Изменить стиль страницы

Тогда я записался в группу парашютистов и стал исправно ходить на теоретические занятия и тренировки.

К началу осени 1934 года первый серийный самолет АИР-6, отделанный и окрашенный не хуже опытного, был вывезен на аэродром и подготовлен к полету. Приехавший по этому случаю в Ленинград Яковлев остановился в шикарной гостинице «Астория». Заранее предвкушая успех, он заказал парадный ужин.

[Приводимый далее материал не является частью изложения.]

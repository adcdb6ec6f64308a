//! Declarative entity schemas.
//!
//! One static table per collection describes the fields a record carries, the order they are
//! entered and displayed in, and the validation rule each value must satisfy. Every screen in
//! the system is driven from these tables; nothing else knows the field lists.

use crate::collection::CollectionKey;

/// Validation rule applied to a field value.
#[derive(Clone, Copy, Debug, PartialEq, Eq)]
pub enum FieldKind {
    /// Any non-blank text.
    Text,
    /// Non-negative whole number, digits only.
    Integer,
    /// Real number, e.g. `19.99`.
    Decimal,
    /// Calendar date in strict `YYYY-MM-DD` form.
    Date,
    /// 24-hour clock time in strict `HH:MM` form.
    Time,
}

/// One field of an entity.
#[derive(Clone, Copy, Debug, PartialEq, Eq)]
pub struct FieldSpec {
    /// Label shown on forms and table headings.
    pub label: &'static str,
    /// Storage key: the lower-cased label.
    pub name: &'static str,
    /// Suggested entry width in characters.
    pub display_width: u16,
    pub kind: FieldKind,
}

impl FieldSpec {
    const fn new(label: &'static str, name: &'static str, display_width: u16, kind: FieldKind) -> Self {
        Self {
            label,
            name,
            display_width,
            kind,
        }
    }
}

/// Field layout of one collection.
#[derive(Debug, PartialEq, Eq)]
pub struct EntitySchema {
    pub key: CollectionKey,
    /// Singular title used in messages, e.g. "Lab Test".
    pub title: &'static str,
    pub fields: &'static [FieldSpec],
}

impl EntitySchema {
    /// Schema for the given collection.
    pub fn of(key: CollectionKey) -> &'static EntitySchema {
        match key {
            CollectionKey::Patients => &PATIENTS,
            CollectionKey::Doctors => &DOCTORS,
            CollectionKey::Staff => &STAFF,
            CollectionKey::Medicines => &MEDICINES,
            CollectionKey::LabTests => &LAB_TESTS,
            CollectionKey::Appointments => &APPOINTMENTS,
            CollectionKey::Machinery => &MACHINERY,
            CollectionKey::Billing => &BILLING,
        }
    }

    pub fn field_names(&self) -> impl Iterator<Item = &'static str> + '_ {
        self.fields.iter().map(|f| f.name)
    }

    pub fn field(&self, name: &str) -> Option<&'static FieldSpec> {
        self.fields.iter().find(|f| f.name.eq_ignore_ascii_case(name))
    }
}

use FieldKind::{Date, Decimal, Integer, Text, Time};

static PATIENTS: EntitySchema = EntitySchema {
    key: CollectionKey::Patients,
    title: "Patient",
    fields: &[
        FieldSpec::new("Name", "name", 30, Text),
        FieldSpec::new("Age", "age", 10, Integer),
        FieldSpec::new("Disease", "disease", 30, Text),
    ],
};

static DOCTORS: EntitySchema = EntitySchema {
    key: CollectionKey::Doctors,
    title: "Doctor",
    fields: &[
        FieldSpec::new("Name", "name", 30, Text),
        FieldSpec::new("Specialization", "specialization", 30, Text),
        FieldSpec::new("Phone", "phone", 20, Text),
    ],
};

static STAFF: EntitySchema = EntitySchema {
    key: CollectionKey::Staff,
    title: "Staff Member",
    fields: &[
        FieldSpec::new("Name", "name", 30, Text),
        FieldSpec::new("Role", "role", 30, Text),
        FieldSpec::new("Phone", "phone", 20, Text),
    ],
};

static MEDICINES: EntitySchema = EntitySchema {
    key: CollectionKey::Medicines,
    title: "Medicine",
    fields: &[
        FieldSpec::new("Name", "name", 30, Text),
        FieldSpec::new("Quantity", "quantity", 10, Integer),
        FieldSpec::new("Price", "price", 10, Decimal),
    ],
};

static LAB_TESTS: EntitySchema = EntitySchema {
    key: CollectionKey::LabTests,
    title: "Lab Test",
    fields: &[
        FieldSpec::new("Test Name", "test name", 30, Text),
        FieldSpec::new("Price", "price", 10, Decimal),
    ],
};

static MACHINERY: EntitySchema = EntitySchema {
    key: CollectionKey::Machinery,
    title: "Machine",
    fields: &[
        FieldSpec::new("Machine Name", "machine name", 30, Text),
        FieldSpec::new("Quantity", "quantity", 10, Integer),
        FieldSpec::new("Supplier", "supplier", 30, Text),
    ],
};

static APPOINTMENTS: EntitySchema = EntitySchema {
    key: CollectionKey::Appointments,
    title: "Appointment",
    fields: &[
        FieldSpec::new("Patient Name", "patient name", 30, Text),
        FieldSpec::new("Doctor", "doctor", 30, Text),
        FieldSpec::new("Date", "date", 30, Date),
        FieldSpec::new("Time", "time", 30, Time),
    ],
};

static BILLING: EntitySchema = EntitySchema {
    key: CollectionKey::Billing,
    title: "Bill",
    fields: &[
        FieldSpec::new("Patient", "patient", 30, Text),
        FieldSpec::new("Medicine", "medicine", 30, Text),
        FieldSpec::new("Quantity", "quantity", 30, Integer),
        FieldSpec::new("Price", "price", 10, Decimal),
        FieldSpec::new("Total", "total", 10, Decimal),
    ],
};

#[cfg(test)]
mod tests {
    use super::*;

    #[test]
    fn test_every_collection_has_a_matching_schema() {
        for key in CollectionKey::ALL {
            let schema = EntitySchema::of(key);
            assert_eq!(schema.key, key, "schema key should match collection");
            assert!(!schema.fields.is_empty());
        }
    }

    #[test]
    fn test_field_names_are_lower_cased_labels() {
        for key in CollectionKey::ALL {
            for field in EntitySchema::of(key).fields {
                assert_eq!(field.name, field.label.to_lowercase());
            }
        }
    }

    #[test]
    fn test_field_lookup_ignores_case() {
        let schema = EntitySchema::of(CollectionKey::LabTests);
        let field = schema.field("Test Name").expect("field should be found");
        assert_eq!(field.kind, FieldKind::Text);
        assert!(schema.field("supplier").is_none());
    }

    #[test]
    fn test_medicine_field_order() {
        let names: Vec<_> = EntitySchema::of(CollectionKey::Medicines)
            .field_names()
            .collect();
        assert_eq!(names, vec!["name", "quantity", "price"]);
    }
}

В ожидании первого вылета, мы с АэСом прилегли на траве. Тут ко мне подошел инструктор-парашютист Зеваев с вопросом:

— Будешь прыгать? Мы сейчас начнем.

Я пообещал прийти через полчасика. АэС спросил меня:

— И зачем вам это надо?

— Интересно.

После полета первого серийного АИР-6, прошедшего успешно, я направился на другой конец аэродрома, где виднелся У-2, а собравшийся на аэродроме заводской народ не стал расходиться, желая посмотреть мой прыжок. Остался и АэС.

Тут меня уже ждали. Подошедший врач пощупал пульс.

— Сколько? — поинтересовался я.

— 180.

— Значит прыгать нельзя?

— Почему же? У всех так.

Ну, думаю, вот это да! Я еще на земле, а сердце колотится, как бешеное. Что же будет там, в самолете, при прыжке?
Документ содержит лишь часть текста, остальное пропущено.